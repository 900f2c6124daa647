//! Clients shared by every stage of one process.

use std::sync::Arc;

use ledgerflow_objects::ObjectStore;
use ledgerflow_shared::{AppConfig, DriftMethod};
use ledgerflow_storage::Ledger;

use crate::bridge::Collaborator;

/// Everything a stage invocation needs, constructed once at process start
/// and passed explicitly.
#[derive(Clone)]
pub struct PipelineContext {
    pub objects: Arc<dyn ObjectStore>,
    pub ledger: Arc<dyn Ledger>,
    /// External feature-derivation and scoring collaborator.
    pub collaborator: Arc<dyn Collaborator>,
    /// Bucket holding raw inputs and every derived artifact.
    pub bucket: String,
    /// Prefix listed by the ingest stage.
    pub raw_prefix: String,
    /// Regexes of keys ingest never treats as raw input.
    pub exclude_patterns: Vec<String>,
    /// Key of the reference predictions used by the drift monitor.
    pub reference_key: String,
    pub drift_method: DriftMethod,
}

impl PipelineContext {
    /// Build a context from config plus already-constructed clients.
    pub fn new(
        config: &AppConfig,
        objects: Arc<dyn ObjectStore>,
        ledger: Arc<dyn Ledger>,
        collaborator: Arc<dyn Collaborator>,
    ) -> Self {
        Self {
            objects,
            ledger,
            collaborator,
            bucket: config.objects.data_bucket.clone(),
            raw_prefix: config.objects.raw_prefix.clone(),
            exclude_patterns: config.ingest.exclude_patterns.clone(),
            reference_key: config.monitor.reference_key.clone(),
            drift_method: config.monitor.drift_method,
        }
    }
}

REQUIREMENT: Search the lines above for the string "monitor", then show every one that has it.

REPLY:
    /// Key of the reference predictions used by the drift monitor.
            reference_key: config.monitor.reference_key.clone(),
            drift_method: config.monitor.drift_method,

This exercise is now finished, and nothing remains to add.